What is being asked: Word for word, transcribe the material below from its first line to the line with "if let (Some(Value::Object(extra)), Some(target))", both included.

Records provided:

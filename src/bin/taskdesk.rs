use clap::Parser;
use taskdesk::cli::Cli;
use tracing_subscriber::EnvFilter;

#[tokio::main]
async fn main() -> anyhow::Result<()> {
    dotenvy::dotenv().ok();

    tracing_subscriber::fmt()
        .with_env_filter(EnvFilter::try_from_default_env().unwrap_or_else(|_| EnvFilter::new("warn")))
        .with_writer(std::io::stderr)
        .init();

    let cli = Cli::parse();

    // `run` has already reported the failure in the selected output format
    if let Err(e) = taskdesk::cli::run(cli).await {
        if let Ok("true") | Ok("1") = std::env::var("CLI_VERBOSE").as_deref() {
            eprintln!("{e:?}");
        }
        std::process::exit(1);
    }

    Ok(())
}
//! Session state: the current credential and the identity it belongs to.
//!
//! [`SessionStore`] is the only writer. Guards, the navigation shell and the
//! request pipeline hold clones of the store handle and read snapshots through
//! [`SessionStore::current`].

pub mod storage;
pub mod store;

pub use storage::{FileStorage, MemoryStorage, SessionStorage, StorageError};
pub use store::{Credential, Identity, Session, SessionStore, TOKEN_KEY, USER_KEY};
use serde_json::{json, Value};
use std::io::{self, BufRead, Write};

use crate::cli::OutputFormat;

/// Output a success message in the appropriate format
pub fn output_success(
    output_format: &OutputFormat,
    message: &str,
    data: Option<Value>,
) -> anyhow::Result<()> {
    match output_format {
        OutputFormat::Json => {
            let mut response = json!({
                "success": true,
                "message": message
            });

            if let (Some(Value::Object(extra)), Some(target)) = (data, response.as_object_mut()) {
                target.extend(extra);
            }

            println!("{}", serde_json::to_string_pretty(&response)?);
        }
        OutputFormat::Text => {
            println!("✓ {}", message);
        }
    }
    Ok(())
}

/// Output an error message in the appropriate format
pub fn output_error(
    output_format: &OutputFormat,
    message: &str,
    error_code: Option<&str>,
) -> anyhow::Result<()> {
    match output_format {
        OutputFormat::Json => {
            let mut response = json!({
                "success": false,
                "error": message
            });

            if let Some(code) = error_code {
                response["error_code"] = json!(code);
            }

            println!("{}", serde_json::to_string_pretty(&response)?);
        }
        OutputFormat::Text => {
            eprintln!("Error: {}", message);
        }
    }
    Ok(())
}

/// Output an empty collection in the appropriate format
pub fn output_empty_collection(
    output_format: &OutputFormat,
    collection_name: &str,
    message: &str,
) -> anyhow::Result<()> {
    match output_format {
        OutputFormat::Json => {
            println!("{}", serde_json::to_string_pretty(&json!({
                collection_name: []
            }))?);
        }
        OutputFormat::Text => {
            println!("{}", message);
        }
    }
    Ok(())
}

/// Print any serializable value as pretty JSON
pub fn output_json<T: serde::Serialize>(value: &T) -> anyhow::Result<()> {
    println!("{}", serde_json::to_string_pretty(value)?);
    Ok(())
}

/// Use the provided password or read one line from stdin
pub fn resolve_password(provided: Option<String>) -> anyhow::Result<String> {
    if let Some(password) = provided {
        return Ok(password);
    }

    eprint!("Password: ");
    io::stderr().flush()?;

    let mut line = String::new();
    io::stdin().lock().read_line(&mut line)?;
    let password = line.trim_end_matches(['\r', '\n']).to_string();

    if password.is_empty() {
        return Err(anyhow::anyhow!("Password is required"));
    }
    Ok(password)
}

/// Pad or truncate to a fixed column width
pub fn column(value: &str, width: usize) -> String {
    let count = value.chars().count();
    if count > width {
        let truncated: String = value.chars().take(width.saturating_sub(1)).collect();
        format!("{}…", truncated)
    } else {
        format!("{:<width$}", value, width = width)
    }
}

#[cfg(test)]
mod tests {
    use super::*;

    #[test]
    fn column_pads_and_truncates() {
        assert_eq!(column("abc", 5), "abc  ");
        assert_eq!(column("abcdefgh", 5), "abcd…");
        assert_eq!(column("ab", 2), "ab");
    }

    #[test]
    fn provided_password_is_used_verbatim() {
        assert_eq!(resolve_password(Some("s3cret".into())).unwrap(), "s3cret");
    }
}
use std::cmp::Ordering;

use crate::models::Task;
use crate::types::{Priority, TaskStatus};

/// Dashboard filters applied to the page of tasks already fetched
#[derive(Debug, Clone, Default, PartialEq, Eq)]
pub struct TaskFilter {
    pub status: Option<TaskStatus>,
    pub priority: Option<Priority>,
    /// Ascending by due date; otherwise server order is kept
    pub sort_by_due: bool,
}

impl TaskFilter {
    pub fn matches(&self, task: &Task) -> bool {
        self.status.map_or(true, |s| task.status == s) && self.priority.map_or(true, |p| task.priority == p)
    }

    pub fn apply<'a>(&self, tasks: &'a [Task]) -> Vec<&'a Task> {
        let mut out: Vec<&Task> = tasks.iter().filter(|t| self.matches(t)).collect();

        if self.sort_by_due {
            // Stable; tasks without a due date go last
            out.sort_by(|a, b| match (a.due_date, b.due_date) {
                (Some(x), Some(y)) => x.cmp(&y),
                (Some(_), None) => Ordering::Less,
                (None, Some(_)) => Ordering::Greater,
                (None, None) => Ordering::Equal,
            });
        }
        out
    }
}
use super::descriptor::{resource_path, RequestDescriptor};
use super::pipeline::Pipeline;
use crate::error::ApiError;
use crate::models::{NewUser, User, UserUpdate};

/// `/users` calls; the server only honours them for admins
#[derive(Clone)]
pub struct UserService {
    pipeline: Pipeline,
}

impl UserService {
    pub fn new(pipeline: Pipeline) -> Self {
        Self { pipeline }
    }

    pub async fn list(&self) -> Result<Vec<User>, ApiError> {
        self.pipeline.call_json(RequestDescriptor::get("/users")).await
    }

    pub async fn get(&self, id: &str) -> Result<User, ApiError> {
        self.pipeline.call_json(RequestDescriptor::get(resource_path(&["users", id])?)).await
    }

    pub async fn create(&self, user: &NewUser) -> Result<(), ApiError> {
        self.pipeline.call(RequestDescriptor::post("/users").with_json(user)?).await?;
        Ok(())
    }

    pub async fn update(&self, id: &str, update: &UserUpdate) -> Result<(), ApiError> {
        self.pipeline
            .call(RequestDescriptor::put(resource_path(&["users", id])?).with_json(update)?)
            .await?;
        Ok(())
    }

    pub async fn delete(&self, id: &str) -> Result<(), ApiError> {
        self.pipeline.call(RequestDescriptor::delete(resource_path(&["users", id])?)).await?;
        Ok(())
    }
}

#[cfg(test)]
mod tests {
    use super::*;
    use crate::session::SessionStore;
    use crate::testing::MockTransport;
    use crate::types::Role;
    use serde_json::json;
    use std::sync::Arc;

    #[tokio::test]
    async fn list_decodes_users() {
        let transport = Arc::new(MockTransport::new());
        transport.respond(
            200,
            json!([
                { "_id": "u1", "name": "Ada", "email": "ada@example.com", "role": "admin" },
                { "_id": "u2", "name": "Ken", "email": "ken@example.com", "role": "user" }
            ]),
        );
        let service = UserService::new(Pipeline::new(SessionStore::in_memory(), transport));

        let users = service.list().await.unwrap();
        assert_eq!(users.len(), 2);
        assert_eq!(users[0].role, Role::Admin);
    }

    #[tokio::test]
    async fn server_fault_surfaces_unchanged() {
        let transport = Arc::new(MockTransport::new());
        transport.respond(500, json!({ "msg": "boom" }));
        let service = UserService::new(Pipeline::new(SessionStore::in_memory(), transport));

        let err = service.delete("u1").await.unwrap_err();
        assert!(matches!(err, ApiError::ServerFault { status: 500, .. }));
    }

    #[tokio::test]
    async fn user_id_is_one_encoded_segment() {
        let transport = Arc::new(MockTransport::new());
        let service = UserService::new(Pipeline::new(SessionStore::in_memory(), transport.clone()));

        service.delete("u1/../../tasks#x").await.unwrap();
        assert_eq!(transport.last_request().unwrap().path, "/users/u1%2F..%2F..%2Ftasks%23x");
    }
}
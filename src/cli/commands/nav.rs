use serde_json::json;

use crate::app::App;
use crate::cli::utils::output_json;
use crate::cli::OutputFormat;
use crate::router::NavigationState;
use crate::shell::Shell;

/// `taskdesk open <path>`: run one navigation and report where it landed
pub fn open(app: &App, path: &str, output_format: OutputFormat) -> anyhow::Result<()> {
    let navigation = app.router.navigate(path);

    match output_format {
        OutputFormat::Json => output_json(&json!({
            "requested": navigation.requested.path(),
            "access": navigation.requested.access(),
            "allowed": navigation.is_allowed(),
            "route": navigation.landed().path(),
        })),
        OutputFormat::Text => {
            match navigation.state() {
                NavigationState::Allowed => println!("✓ {} allowed", navigation.requested),
                NavigationState::Redirected(target) => {
                    println!("↪ {} redirected to {}", navigation.requested, target)
                }
                NavigationState::Pending => println!("… {} pending", navigation.requested),
            }
            Ok(())
        }
    }
}

pub fn links(app: &App, output_format: OutputFormat) -> anyhow::Result<()> {
    let session = app.session.current();
    let links = Shell::links(&session);

    match output_format {
        OutputFormat::Json => output_json(&json!({
            "links": links,
            "badge": Shell::badge(&session),
        })),
        OutputFormat::Text => {
            for link in &links {
                println!("{:<14} {}", link.label, link.path);
            }
            if let Some(badge) = Shell::badge(&session) {
                println!("[{}] logout: taskdesk auth logout", badge);
            }
            Ok(())
        }
    }
}
use serde::Serialize;

use crate::models::User;
use crate::types::Role;

pub const USERS_PER_PAGE: usize = 5;

/// Search, role filter and page for the admin user list
#[derive(Debug, Clone, PartialEq, Eq)]
pub struct UserQuery {
    pub search: String,
    pub role: Option<Role>,
    /// 1-based; clamped into range when applied
    pub page: usize,
}

impl Default for UserQuery {
    fn default() -> Self {
        Self {
            search: String::new(),
            role: None,
            page: 1,
        }
    }
}

#[derive(Debug, Clone, PartialEq, Serialize)]
pub struct UserPage<'a> {
    pub users: Vec<&'a User>,
    pub page: usize,
    pub total_pages: usize,
    pub total: usize,
}

impl UserQuery {
    /// Case-insensitive substring match on name or email plus the role filter
    pub fn matches(&self, user: &User) -> bool {
        let needle = self.search.trim().to_lowercase();
        let matches_search = needle.is_empty()
            || user.name.to_lowercase().contains(&needle)
            || user.email.to_lowercase().contains(&needle);

        matches_search && self.role.map_or(true, |r| user.role == r)
    }

    pub fn apply<'a>(&self, users: &'a [User]) -> UserPage<'a> {
        let matched: Vec<&User> = users.iter().filter(|u| self.matches(u)).collect();
        let total = matched.len();
        let total_pages = total.div_ceil(USERS_PER_PAGE);
        let page = self.page.clamp(1, total_pages.max(1));

        let users = matched
            .into_iter()
            .skip((page - 1) * USERS_PER_PAGE)
            .take(USERS_PER_PAGE)
            .collect();

        UserPage {
            users,
            page,
            total_pages,
            total,
        }
    }
}

/// Users a task may be assigned to from the dashboard: everyone but admins
pub fn assignable_users(users: &[User]) -> Vec<&User> {
    users.iter().filter(|u| !u.role.is_admin()).collect()
}
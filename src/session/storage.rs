use parking_lot::Mutex;
use std::collections::HashMap;
use std::fs;
use std::path::{Path, PathBuf};
use thiserror::Error;

#[derive(Debug, Error)]
pub enum StorageError {
    #[error("Session storage I/O error: {0}")]
    Io(#[from] std::io::Error),

    #[error("Session storage is corrupt: {0}")]
    Corrupt(#[from] serde_json::Error),
}

/// Durable key-value boundary the session is persisted through
pub trait SessionStorage: Send + Sync {
    fn get(&self, key: &str) -> Result<Option<String>, StorageError>;
    fn set(&self, key: &str, value: &str) -> Result<(), StorageError>;
    fn remove(&self, key: &str) -> Result<(), StorageError>;

    /// Write several keys as one record. Stores that can do this atomically
    /// should override it.
    fn set_all(&self, entries: &[(&str, &str)]) -> Result<(), StorageError> {
        entries.iter().try_for_each(|(key, value)| self.set(key, value))
    }

    /// Remove every key, attempting all of them; the first failure is returned
    fn remove_all(&self, keys: &[&str]) -> Result<(), StorageError> {
        let mut first_error = None;
        for key in keys {
            if let Err(e) = self.remove(key) {
                first_error.get_or_insert(e);
            }
        }
        first_error.map_or(Ok(()), Err)
    }
}

/// Single JSON object file, e.g. `~/.config/taskdesk/session.json`
#[derive(Debug, Clone)]
pub struct FileStorage {
    path: PathBuf,
}

impl FileStorage {
    pub fn new(path: impl Into<PathBuf>) -> Self {
        Self { path: path.into() }
    }

    pub fn path(&self) -> &Path {
        &self.path
    }

    fn load(&self) -> Result<HashMap<String, String>, StorageError> {
        if !self.path.exists() {
            return Ok(HashMap::new());
        }

        let content = fs::read_to_string(&self.path)?;
        if content.trim().is_empty() {
            return Ok(HashMap::new());
        }
        Ok(serde_json::from_str(&content)?)
    }

    fn save(&self, entries: &HashMap<String, String>) -> Result<(), StorageError> {
        if let Some(parent) = self.path.parent() {
            if !parent.exists() {
                fs::create_dir_all(parent)?;
            }
        }

        // Remove the file outright once the last key is gone
        if entries.is_empty() {
            if self.path.exists() {
                fs::remove_file(&self.path)?;
            }
            return Ok(());
        }

        // Write then rename so a reader never sees a partial file
        let content = serde_json::to_string_pretty(entries)?;
        let staging = self.path.with_extension("json.tmp");
        fs::write(&staging, content)?;
        fs::rename(&staging, &self.path)?;
        Ok(())
    }
}

impl SessionStorage for FileStorage {
    fn get(&self, key: &str) -> Result<Option<String>, StorageError> {
        Ok(self.load()?.remove(key))
    }

    fn set(&self, key: &str, value: &str) -> Result<(), StorageError> {
        let mut entries = self.load()?;
        entries.insert(key.to_string(), value.to_string());
        self.save(&entries)
    }

    fn remove(&self, key: &str) -> Result<(), StorageError> {
        self.remove_all(&[key])
    }

    fn set_all(&self, pairs: &[(&str, &str)]) -> Result<(), StorageError> {
        let mut entries = self.load()?;
        for (key, value) in pairs {
            entries.insert(key.to_string(), value.to_string());
        }
        self.save(&entries)
    }

    fn remove_all(&self, keys: &[&str]) -> Result<(), StorageError> {
        let mut entries = self.load()?;
        let before = entries.len();
        entries.retain(|key, _| !keys.contains(&key.as_str()));
        if entries.len() != before {
            self.save(&entries)?;
        }
        Ok(())
    }
}

/// Process-local storage, used when nothing should outlive the process
#[derive(Debug, Default)]
pub struct MemoryStorage {
    entries: Mutex<HashMap<String, String>>,
}

impl MemoryStorage {
    pub fn new() -> Self {
        Self::default()
    }

    pub fn with_entries<I, K, V>(entries: I) -> Self
    where
        I: IntoIterator<Item = (K, V)>,
        K: Into<String>,
        V: Into<String>,
    {
        Self {
            entries: Mutex::new(entries.into_iter().map(|(k, v)| (k.into(), v.into())).collect()),
        }
    }

    pub fn len(&self) -> usize {
        self.entries.lock().len()
    }

    pub fn is_empty(&self) -> bool {
        self.entries.lock().is_empty()
    }
}

impl SessionStorage for MemoryStorage {
    fn get(&self, key: &str) -> Result<Option<String>, StorageError> {
        Ok(self.entries.lock().get(key).cloned())
    }

    fn set(&self, key: &str, value: &str) -> Result<(), StorageError> {
        self.entries.lock().insert(key.to_string(), value.to_string());
        Ok(())
    }

    fn remove(&self, key: &str) -> Result<(), StorageError> {
        self.entries.lock().remove(key);
        Ok(())
    }

    fn set_all(&self, pairs: &[(&str, &str)]) -> Result<(), StorageError> {
        let mut entries = self.entries.lock();
        for (key, value) in pairs {
            entries.insert(key.to_string(), value.to_string());
        }
        Ok(())
    }

    fn remove_all(&self, keys: &[&str]) -> Result<(), StorageError> {
        let mut entries = self.entries.lock();
        for key in keys {
            entries.remove(*key);
        }
        Ok(())
    }
}
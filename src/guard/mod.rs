//! Pre-render gates for protected routes.
//!
//! A gate only looks at the session snapshot it is handed. Presence of a
//! credential is enough for [`AuthenticatedGate`]; whether the credential is
//! still accepted is decided by the server on the first call the view makes.
//! Both gates send rejected navigations to `/login`.

use crate::router::Route;
use crate::session::Session;

#[derive(Debug, Clone, PartialEq, Eq)]
pub enum Decision {
    Allowed,
    Redirected(Route),
}

impl Decision {
    pub fn is_allowed(&self) -> bool {
        matches!(self, Decision::Allowed)
    }
}

pub trait Gate: Send + Sync {
    fn name(&self) -> &'static str;

    fn decide(&self, session: &Session) -> Decision;
}

/// Allows any session holding a credential
#[derive(Debug, Clone, Copy, Default)]
pub struct AuthenticatedGate;

/// Allows only authenticated admin sessions
#[derive(Debug, Clone, Copy, Default)]
pub struct AdminGate;

impl Gate for AuthenticatedGate {
    fn name(&self) -> &'static str {
        "authenticated"
    }

    fn decide(&self, session: &Session) -> Decision {
        if session.is_authenticated() {
            Decision::Allowed
        } else {
            Decision::Redirected(Route::Login)
        }
    }
}

impl Gate for AdminGate {
    fn name(&self) -> &'static str {
        "admin"
    }

    fn decide(&self, session: &Session) -> Decision {
        if session.is_admin() {
            Decision::Allowed
        } else {
            Decision::Redirected(Route::Login)
        }
    }
}
use clap::Subcommand;
use serde_json::json;

use crate::app::App;
use crate::cli::utils::{output_success, resolve_password};
use crate::cli::{enter, view, OutputFormat};
use crate::router::Route;
use crate::shell::Shell;
use crate::types::Role;

#[derive(Subcommand)]
pub enum AuthCommands {
    #[command(about = "Login to server")]
    Login {
        #[arg(help = "Email address")]
        email: String,
        #[arg(long, help = "Password (will prompt if not provided)")]
        password: Option<String>,
    },

    #[command(about = "Logout and forget the stored token")]
    Logout,

    #[command(about = "Show current authentication status")]
    Status,

    #[command(about = "Register new user")]
    Register {
        #[arg(help = "Email address")]
        email: String,
        #[arg(long, help = "Password (will prompt if not provided)")]
        password: Option<String>,
        #[arg(long, default_value = "user", help = "Role: user or admin")]
        role: Role,
    },
}

pub async fn handle(app: &App, cmd: AuthCommands, output_format: OutputFormat) -> anyhow::Result<()> {
    match cmd {
        AuthCommands::Login { email, password } => {
            enter(app, Route::Login)?;
            let password = resolve_password(password)?;
            let session = view(app, app.auth.login(&email, &password)).await?;
            let navigation = app.enter(Route::Dashboard);

            let identity = session.identity();
            output_success(
                &output_format,
                &format!(
                    "Logged in as {} ({})",
                    identity.map(|i| i.display_name()).unwrap_or(&email),
                    session.role().map(|r| r.as_str()).unwrap_or("unknown")
                ),
                Some(json!({
                    "user": identity,
                    "route": navigation.landed().path(),
                })),
            )
        }
        AuthCommands::Logout => {
            let was_authenticated = app.session.current().is_authenticated();
            let navigation = app.shell.logout();
            let message = if was_authenticated { "Logged out" } else { "Already logged out" };
            output_success(
                &output_format,
                message,
                Some(json!({ "route": navigation.landed().path() })),
            )
        }
        AuthCommands::Status => {
            let session = app.session.current();
            match output_format {
                OutputFormat::Json => crate::cli::utils::output_json(&json!({
                    "authenticated": session.is_authenticated(),
                    "user": session.identity(),
                    "api": app.api_base().as_str(),
                })),
                OutputFormat::Text => {
                    match session.identity() {
                        Some(identity) => {
                            println!("Logged in as {}", identity.display_name());
                            println!("User ID: {}", identity.id);
                            println!("Role: {}", Shell::badge(&session).unwrap_or("User"));
                        }
                        None => println!("Not logged in"),
                    }
                    println!("API: {}", app.api_base());
                    Ok(())
                }
            }
        }
        AuthCommands::Register { email, password, role } => {
            enter(app, Route::Register)?;
            let password = resolve_password(password)?;
            view(app, app.auth.register(&email, &password, role)).await?;
            output_success(
                &output_format,
                &format!("Registered {} - login with `taskdesk auth login {}`", email, email),
                Some(json!({ "email": email, "role": role })),
            )
        }
    }
}
//! Authenticated request pipeline and the typed endpoint services built on it.

pub mod auth;
pub mod descriptor;
pub mod pipeline;
pub mod tasks;
pub mod transport;
pub mod users;

pub use auth::AuthService;
pub use descriptor::{resource_path, FormPart, RequestBody, RequestDescriptor};
pub use pipeline::Pipeline;
pub use tasks::TaskService;
pub use transport::{ApiResponse, HttpTransport, Transport};
pub use users::UserService;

Exercise output:
filename src/bin/taskdesk.rs
use clap::Parser;
use taskdesk::cli::Cli;
use tracing_subscriber::EnvFilter;

#[tokio::main]
async fn main() -> anyhow::Result<()> {
    dotenvy::dotenv().ok();

    tracing_subscriber::fmt()
        .with_env_filter(EnvFilter::try_from_default_env().unwrap_or_else(|_| EnvFilter::new("warn")))
        .with_writer(std::io::stderr)
        .init();

    let cli = Cli::parse();

    // `run` has already reported the failure in the selected output format
    if let Err(e) = taskdesk::cli::run(cli).await {
        if let Ok("true") | Ok("1") = std::env::var("CLI_VERBOSE").as_deref() {
            eprintln!("{e:?}");
        }
        std::process::exit(1);
    }

    Ok(())
}
//! Session state: the current credential and the identity it belongs to.
//!
//! [`SessionStore`] is the only writer. Guards, the navigation shell and the
//! request pipeline hold clones of the store handle and read snapshots through
//! [`SessionStore::current`].

pub mod storage;
pub mod store;

pub use storage::{FileStorage, MemoryStorage, SessionStorage, StorageError};
pub use store::{Credential, Identity, Session, SessionStore, TOKEN_KEY, USER_KEY};
use serde_json::{json, Value};
use std::io::{self, BufRead, Write};

use crate::cli::OutputFormat;

/// Output a success message in the appropriate format
pub fn output_success(
    output_format: &OutputFormat,
    message: &str,
    data: Option<Value>,
) -> anyhow::Result<()> {
    match output_format {
        OutputFormat::Json => {
            let mut response = json!({
                "success": true,
                "message": message
            });

            if let (Some(Value::Object(extra)), Some(target)) = (data, response.as_object_mut()) {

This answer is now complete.